Shimmering Windowlight w/ a Single Strobe Fill

Shimmering Windowlight w/ a Single Strobe Fill

The Winter sunset on Studio A’s walls are larger-than-life projections of the building’s window panes, imperfections and all.

When the conditions are right, these translucent rectangles are highlighted by shimmers, caused by heat diffusion, that seem to dance, and sparkle, the few brief moments before sunset. The description is confusing, I know. Here is the visual aid:


The late afternoon light comes directly into the studio through the large wall of windows, which face west. IF the radiators below each set of three windows are active, and hot enough, they will heat the air above them (the same air that is directly in front of the windows) and cause heat distortion. This is the same visual effect that you see above the asphalt road on a hot summer day, or directly above the hot coals on a grill. When the time, and conditions are right in the studio, the heat distortion effect is also projected onto the wall!

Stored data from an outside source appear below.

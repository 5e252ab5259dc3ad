use crate::{
    BillingFigures, CoreError, CoreResult, EntryStatus, EntryType, RateBadge, TimerState,
    elapsed_seconds,
};

use std::panic::Location;

use chrono::{DateTime, NaiveDate, Utc};
use error_location::ErrorLocation;
use rust_decimal::Decimal;
use serde::{Deserialize, Serialize};
use uuid::Uuid;

pub const DEFAULT_WORK_TYPE: &str = "general_support";

#[derive(Debug, Clone, Serialize, Deserialize, PartialEq)]
pub struct TimeEntry {
    pub id: Uuid,
    pub company_id: Uuid,
    pub ticket_id: Uuid,
    pub user_id: Uuid,

    pub started_at: DateTime<Utc>,
    pub ended_at: Option<DateTime<Utc>>,
    pub work_date: NaiveDate,
    pub paused_duration_seconds: i64,
    pub paused: bool,
    pub paused_at: Option<DateTime<Utc>>,
    pub pause_reason: Option<String>,

    pub entry_type: EntryType,
    pub work_type: String,
    pub description: Option<String>,
    pub billable: bool,

    // Billing
    pub hourly_rate: Decimal,
    pub rate_multiplier: Decimal,
    pub rate_label: String,
    pub hours_worked: Option<Decimal>,
    pub hours_billed: Option<Decimal>,
    pub amount: Option<Decimal>,

    pub status: EntryStatus,
    pub allow_concurrent: bool,
    /// Row version as last read from or written to storage.
    #[serde(default)]
    pub version: i64,

    // Audit
    pub created_at: DateTime<Utc>,
    pub updated_at: DateTime<Utc>,
}

impl TimeEntry {
    /// A fresh running timer. Billing fields stay empty until the timer is stopped.
    pub fn start_timer(
        company_id: Uuid,
        ticket_id: Uuid,
        user_id: Uuid,
        started_at: DateTime<Utc>,
        rate: &RateBadge,
    ) -> Self {
        Self {
            id: Uuid::new_v4(),
            company_id,
            ticket_id,
            user_id,
            started_at,
            ended_at: None,
            work_date: started_at.date_naive(),
            paused_duration_seconds: 0,
            paused: false,
            paused_at: None,
            pause_reason: None,
            entry_type: EntryType::Timer,
            work_type: DEFAULT_WORK_TYPE.to_string(),
            description: None,
            billable: true,
            hourly_rate: Decimal::ZERO,
            rate_multiplier: rate.multiplier,
            rate_label: rate.label.clone(),
            hours_worked: None,
            hours_billed: None,
            amount: None,
            status: EntryStatus::Draft,
            allow_concurrent: false,
            version: 0,
            created_at: started_at,
            updated_at: started_at,
        }
    }

    /// A finished entry recorded after the fact. Billing is filled in by the
    /// caller once the rate is known.
    #[allow(clippy::too_many_arguments)]
    pub fn record_manual(
        company_id: Uuid,
        ticket_id: Uuid,
        user_id: Uuid,
        started_at: DateTime<Utc>,
        ended_at: DateTime<Utc>,
        paused_seconds: i64,
        rate: &RateBadge,
        recorded_at: DateTime<Utc>,
    ) -> Self {
        Self {
            ended_at: Some(ended_at.max(started_at)),
            paused_duration_seconds: paused_seconds.max(0),
            entry_type: EntryType::Manual,
            status: EntryStatus::Submitted,
            created_at: recorded_at,
            updated_at: recorded_at,
            ..Self::start_timer(company_id, ticket_id, user_id, started_at, rate)
        }
    }

    pub fn is_open(&self) -> bool {
        self.ended_at.is_none()
    }

    pub fn is_open_timer(&self) -> bool {
        self.entry_type == EntryType::Timer && self.is_open()
    }

    pub fn state(&self) -> TimerState {
        if self.ended_at.is_some() {
            TimerState::Stopped
        } else if self.paused {
            TimerState::Paused
        } else {
            TimerState::Running
        }
    }

    /// Paused seconds as of `now`, counting a pause that is still in progress.
    pub fn paused_seconds_at(&self, now: DateTime<Utc>) -> i64 {
        let in_progress = match (self.paused, self.paused_at) {
            (true, Some(paused_at)) => (now - paused_at).num_seconds().max(0),
            _ => 0,
        };
        self.paused_duration_seconds.max(0) + in_progress
    }

    /// Net working seconds as of `now` (or as of `ended_at` once stopped).
    pub fn elapsed_seconds_at(&self, now: DateTime<Utc>) -> i64 {
        let until = self.ended_at.unwrap_or(now);
        elapsed_seconds(self.started_at, until, self.paused_seconds_at(until))
    }

    #[track_caller]
    pub fn pause(&mut self, now: DateTime<Utc>, reason: &str) -> CoreResult<()> {
        if self.state() != TimerState::Running {
            return Err(self.invalid_transition("pause"));
        }

        self.paused = true;
        self.paused_at = Some(now);
        self.pause_reason = Some(reason.to_string());
        self.updated_at = now;
        Ok(())
    }

    #[track_caller]
    pub fn resume(&mut self, now: DateTime<Utc>) -> CoreResult<()> {
        if self.state() != TimerState::Paused {
            return Err(self.invalid_transition("resume"));
        }

        self.paused_duration_seconds = self.paused_seconds_at(now);
        self.paused = false;
        self.paused_at = None;
        self.updated_at = now;
        Ok(())
    }

    /// Close the entry. An in-progress pause is folded into the paused total
    /// and `ended_at` never precedes `started_at`.
    #[track_caller]
    pub fn close(&mut self, now: DateTime<Utc>) -> CoreResult<()> {
        if self.state() == TimerState::Stopped {
            return Err(self.invalid_transition("stop"));
        }

        let ended_at = now.max(self.started_at);
        self.paused_duration_seconds = self.paused_seconds_at(ended_at);
        self.paused = false;
        self.paused_at = None;
        self.ended_at = Some(ended_at);
        self.updated_at = now;
        Ok(())
    }

    pub fn apply_rate(&mut self, hourly_rate: Decimal, rate: &RateBadge) {
        self.hourly_rate = hourly_rate;
        self.rate_multiplier = rate.multiplier;
        self.rate_label = rate.label.clone();
    }

    pub fn apply_billing(&mut self, figures: &BillingFigures) {
        self.hours_worked = Some(figures.hours_worked);
        self.hours_billed = Some(figures.hours_billed);
        self.amount = Some(figures.amount);
    }

    #[track_caller]
    fn invalid_transition(&self, action: &'static str) -> CoreError {
        CoreError::InvalidTransition {
            entry_id: self.id,
            state: self.state(),
            action,
            location: ErrorLocation::from(Location::caller()),
        }
    }
}
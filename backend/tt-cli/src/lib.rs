//! tt-cli library
//!
//! Argument parsing and command dispatch for the `tt` binary.

pub mod cli;
pub mod commands;
pub mod error;
pub mod logger;
pub mod runner;
pub mod ticket_commands;

#[cfg(test)]
mod tests;

pub use cli::Cli;
pub use error::{CliError, Result};
pub use runner::{Session, execute};
mod entry_status;
mod time_entry;
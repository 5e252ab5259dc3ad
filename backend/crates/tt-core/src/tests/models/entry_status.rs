use crate::EntryStatus;

use std::str::FromStr;

#[test]
fn test_entry_status_round_trip() {
    for status in [
        EntryStatus::Draft,
        EntryStatus::Submitted,
        EntryStatus::Approved,
        EntryStatus::Rejected,
        EntryStatus::Invoiced,
        EntryStatus::Paid,
    ] {
        assert_eq!(EntryStatus::from_str(status.as_str()).unwrap(), status);
    }
    assert!(EntryStatus::from_str("archived").is_err());
}

#[test]
fn test_entry_status_editable() {
    assert!(EntryStatus::Draft.is_editable());
    assert!(EntryStatus::Submitted.is_editable());
    assert!(!EntryStatus::Approved.is_editable());
    assert!(!EntryStatus::Invoiced.is_editable());
    assert!(!EntryStatus::Paid.is_editable());
}

#[test]
fn test_entry_status_transitions() {
    assert!(EntryStatus::Submitted.can_transition_to(EntryStatus::Approved));
    assert!(EntryStatus::Rejected.can_transition_to(EntryStatus::Submitted));
    assert!(EntryStatus::Invoiced.can_transition_to(EntryStatus::Paid));
    assert!(!EntryStatus::Draft.can_transition_to(EntryStatus::Approved));
    assert!(!EntryStatus::Paid.can_transition_to(EntryStatus::Submitted));
    assert!(!EntryStatus::Approved.can_transition_to(EntryStatus::Submitted));
}
pub mod rate_badge;
pub mod rate_calculator;
pub mod rate_kind;
pub mod rate_rules;
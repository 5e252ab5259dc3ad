use clap::Subcommand;
use uuid::Uuid;

#[derive(Subcommand)]
pub enum TicketCommands {
    /// Create or update the ticket details used for rates
    Add {
        /// Ticket ID (UUID); generated when omitted
        #[arg(long)]
        id: Option<Uuid>,
        #[arg(long)]
        subject: String,
        /// e.g. low, normal, high, critical
        #[arg(long)]
        priority: Option<String>,
        #[arg(long)]
        description: Option<String>,
    },

    /// List closed time entries on a ticket, newest first
    Entries {
        /// Ticket ID (UUID)
        ticket_id: Uuid,
    },
}
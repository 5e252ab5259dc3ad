use crate::{CoreError, CoreResult};

use std::panic::Location;
use std::str::FromStr;

use error_location::ErrorLocation;
use serde::{Deserialize, Serialize};

#[derive(Debug, Clone, Copy, Serialize, Deserialize, PartialEq, Eq)]
#[serde(rename_all = "snake_case")]
pub enum EntryType {
    Timer,
    Manual,
}

impl EntryType {
    pub fn as_str(&self) -> &str {
        match self {
            Self::Timer => "timer",
            Self::Manual => "manual",
        }
    }
}

impl FromStr for EntryType {
    type Err = CoreError;

    #[track_caller]
    fn from_str(s: &str) -> CoreResult<Self> {
        match s {
            "timer" => Ok(Self::Timer),
            "manual" => Ok(Self::Manual),
            _ => Err(CoreError::InvalidEntryType {
                value: s.to_string(),
                location: ErrorLocation::from(Location::caller()),
            }),
        }
    }
}
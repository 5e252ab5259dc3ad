use crate::{ConfigError, ConfigErrorResult};

use serde::Deserialize;

pub const MIN_CACHE_TTL_MS: u64 = 100;
pub const MAX_CACHE_TTL_MS: u64 = 60_000;
pub const MIN_CHANNEL_CAPACITY: usize = 1;
pub const MAX_CHANNEL_CAPACITY: usize = 10_000;

/// Cache and event settings for surfaces observing active timers.
#[derive(Debug, Clone, Deserialize)]
#[serde(default)]
pub struct CoordinatorConfig {
    /// How long a cached view of a user's open timers is served without re-reading
    pub cache_ttl_ms: u64,
    /// Buffered invalidation events per user before slow observers lag
    pub channel_capacity: usize,
}

impl Default for CoordinatorConfig {
    fn default() -> Self {
        Self {
            cache_ttl_ms: 1000,
            channel_capacity: 64,
        }
    }
}

impl CoordinatorConfig {
    pub fn validate(&self) -> ConfigErrorResult<()> {
        if !(MIN_CACHE_TTL_MS..=MAX_CACHE_TTL_MS).contains(&self.cache_ttl_ms) {
            return Err(ConfigError::config(format!(
                "coordinator.cache_ttl_ms must be {}-{}, got {}",
                MIN_CACHE_TTL_MS, MAX_CACHE_TTL_MS, self.cache_ttl_ms
            )));
        }

        if !(MIN_CHANNEL_CAPACITY..=MAX_CHANNEL_CAPACITY).contains(&self.channel_capacity) {
            return Err(ConfigError::config(format!(
                "coordinator.channel_capacity must be {}-{}, got {}",
                MIN_CHANNEL_CAPACITY, MAX_CHANNEL_CAPACITY, self.channel_capacity
            )));
        }

        Ok(())
    }
}
use crate::{ConfigError, ConfigErrorResult};

use serde::Deserialize;

pub const MIN_MULTIPLIER: f64 = 1.0;
pub const MAX_MULTIPLIER: f64 = 10.0;

/// Multipliers applied to the base hourly rate. The highest-precedence
/// matching condition wins; multipliers are never combined.
#[derive(Debug, Clone, Deserialize)]
#[serde(default)]
pub struct RateConfig {
    pub emergency: f64,
    pub holiday: f64,
    pub weekend: f64,
    pub after_hours: f64,
}

impl Default for RateConfig {
    fn default() -> Self {
        Self {
            emergency: 2.0,
            holiday: 2.0,
            weekend: 1.5,
            after_hours: 1.5,
        }
    }
}

impl RateConfig {
    pub fn validate(&self) -> ConfigErrorResult<()> {
        for (name, value) in [
            ("emergency", self.emergency),
            ("holiday", self.holiday),
            ("weekend", self.weekend),
            ("after_hours", self.after_hours),
        ] {
            if !value.is_finite() || !(MIN_MULTIPLIER..=MAX_MULTIPLIER).contains(&value) {
                return Err(ConfigError::rate(format!(
                    "rates.{} must be {}-{}, got {}",
                    name, MIN_MULTIPLIER, MAX_MULTIPLIER, value
                )));
            }
        }

        Ok(())
    }
}
/// Entry point for everything a technician does with timers.
///
/// Inputs are validated before anything is written. Each successful mutation
/// invalidates the user's cached timers and publishes exactly one event.
pub struct TimerService {
    store: TimerStore,
    coordinator: TimerCoordinator,
    gateway: Arc<dyn TicketGateway>,
    clock: Arc<dyn Clock>,
    settings: Arc<EngineSettings>,
}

To demo one creative way to use this light, I shot some sample images with model Mandi Ree.


The challenge was to create something interesting rather than shooting the obvious.

We had simple, white wardrobe on a fair-skinned model with blonde hair, photographed against a white wall. Lets throw in a white chair for good measure.

I really loved that the window shapes on the wall are irregular, so I basically created my shoot around them.


When photographed along the inside wall the light shapes create a much more interesting background of different shades and brightness, but once they reach this point, they move quick, then fade out… so you’ve got to be ready for them.

The truth behind Mandi sitting is that the light had not yet reached the wall entirely. Had she stood up, her head and shoulders would not have been illuminated. This lesson works if she is standing or sitting.

The other challenge is that I did not want to have her looking directly at the camera because it would mean that the sunlight was shining directly into her eyes. That is not a great look, and it is not very nice for a photographer to ask anyone to do that. So I positioned her in between the window-panes, in their shadow, so to speak.


This also solved the next problem, which would have been a strong shadow on the wall, our shimmering background.

While the image above is OK in some ways, the subject's shadow on the wall is an odd, non-human-like shape... thats not flattering.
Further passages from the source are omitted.